Look, 2008-09 were really dark years for us. They were just difficult years in the mortgage broking industry, there was no doubt about it. Our commissions were cut massively, in the order of 30%. A lot of lenders pulled out of the industry, the big banks dominated, the lending criteria’s much more difficult. So on one level, the franchise owners have been very frustrated, it’s been very difficult dealing with the banks.

Things now are much more positive across the board. I hope it’s getting easier, and I think in some ways we’ve pulled together more as a group, it’s been tough at times.

Are you getting a sense that the sector is starting to come through that period? Any movement on commissions?

I think so, although we don’t get a sense that commissions are suddenly going to go up either. But you know, it’s that sense of uncertainty that’s actually worse – having all that negativity around a couple of years ago that commissions are going to be cut and this is going to happen and someone’s going to pull out. That emotionally is a lot worse than when it actually happens – you deal with it, you find solutions.

And I think that’s where we are now, we’re getting alternative lenders starting to come back in to the market, we’re looking at our own white labelled loan product. We’re introducing risk interest, life insurance into the businesses, you know another valued service to the clients and also another income stream for the franchises. There are good things to look forward to, I think.

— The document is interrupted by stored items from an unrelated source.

use std::sync::Arc;

use axum::{
    Extension, Json,
    extract::{Path, State},
    http::{StatusCode, header},
    response::IntoResponse,
};
use serde_json::json;
use validator::Validate;

use crate::{
    error::AppError,
    models::comment::{CreateCommentRequest, NewComment, UpdateCommentRequest, forest_to_json},
    store::CommentStore,
    utils::jwt::Claims,
};

/// List the comment threads of a post, newest first at every level.
pub async fn list_comments(
    State(comments): State<Arc<dyn CommentStore>>,
    Path(post_id): Path<i64>,
) -> Result<impl IntoResponse, AppError> {
    let forest = comments.list(post_id).await?;
    let body = format!("{{\"comments\":{}}}", forest_to_json(&forest)?);

    Ok(([(header::CONTENT_TYPE, "application/json")], body))
}

/// Create a new comment, or a reply when `parentId` is given.
pub async fn create_comment(
    State(comments): State<Arc<dyn CommentStore>>,
    Extension(claims): Extension<Claims>,
    Json(payload): Json<CreateCommentRequest>,
) -> Result<impl IntoResponse, AppError> {
    payload.validate()?;

    let comment = comments
        .create(NewComment {
            post_id: payload.post_id,
            author_id: claims.user_id()?,
            content: payload.content,
            parent_id: payload.parent_id,
        })
        .await?;

    tracing::debug!(
        "Comment {} added to post {} (parent {:?})",
        comment.id,
        comment.post_id,
        comment.parent_id
    );

    Ok((
        StatusCode::CREATED,
        Json(json!({
            "message": "Comment created successfully",
            "comment": comment,
        })),
    ))
}

/// Edit the text of one of the caller's comments.
pub async fn update_comment(
    State(comments): State<Arc<dyn CommentStore>>,
    Extension(claims): Extension<Claims>,
    Path(id): Path<i64>,
    Json(payload): Json<UpdateCommentRequest>,
) -> Result<impl IntoResponse, AppError> {
    let comment = comments
        .update(id, claims.user_id()?, &payload.content)
        .await?;

    Ok(Json(json!({
        "message": "Comment updated successfully",
        "comment": comment,
    })))
}

/// Delete one of the caller's comments and every reply under it.
pub async fn delete_comment(
    State(comments): State<Arc<dyn CommentStore>>,
    Extension(claims): Extension<Claims>,
    Path(id): Path<i64>,
) -> Result<impl IntoResponse, AppError> {
    let user_id = claims.user_id()?;
    let removed = comments.delete(id, user_id).await?;

    tracing::info!("Comment {} deleted by user {} ({} records)", id, user_id, removed);

    Ok(Json(json!({
        "message": "Comment deleted successfully",
        "removed": removed,
    })))
}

We’re starting to see the property market cool a little bit, which everyone agrees isn’t a bad thing. As rates rise will you guys move into a slightly different area? Will we see an increase in refinancing and people trying to drive better deals? Does that create a different opportunity?

It does. The market’s so patchy, it’s hard to generalise. You can talk about one area but then there’s another area in the same city that’s completely different. So it is hard to generalise even on one city, let alone state to state. But the way our business works is we’re not mass marketing to a segment of clients, our franchises get their business really through referral. So the whole business is really geared around looking after the clients and then getting that word of mouth referral. And so each franchise owner will have a different demographic, you know the guy in Campbelltown in Western Sydney will have very different client base potentially to someone in the eastern suburbs.

You said earlier you guys did a merger last year and we’ve been seeing a few franchising mergers and acquisitions in the last few months. Is there a sense that scale has suddenly become pretty important in this sector?

Well ours was probably more related to what was going on in the mortgage industry because we were facing these very significant commission cuts and as a result we said we need more scale into the business and we need it reasonably quickly. We would have survived regardless, it wasn’t the case of that. It just did put more pressure in terms of scale and that’s what we’re definitely seeing in the mortgage broking industry, there’s been lots of consolidation and that will continue as regulation comes into the industry.

But it’s probably a trend across most industries, that with increasing costs and complexities there is this ongoing sort of pressure to get big. But we’re very much a believer that bigger is not better. You learn about economies of scale in year seven in commerce, but what about the diseconomies of scale? There’s a certain size that you get too big, you get diseconomies of scale in terms of your communication and your culture becomes much more challenging. So we’re not wanting to grow to 1,000 franchise owners. We’re striving to get towards 300 franchise owners and we think that will be a real challenge for us. But we’re not of the notion that being huge is some sort of massive inherent advantage, but you do need to be a certain size to have good IT and marketing and so forth.

In terms of getting to that 300 number, is there another merger or acquisition on the cards or would you prefer to grow organically?

Look we’d like to be able to pick up a couple of smaller broking companies but it’s a challenge to find a company that’s going to be a good fit culturally. It’s also a challenge for all franchise companies I think to grow organically, it’s tough to recruit good people, it always has been.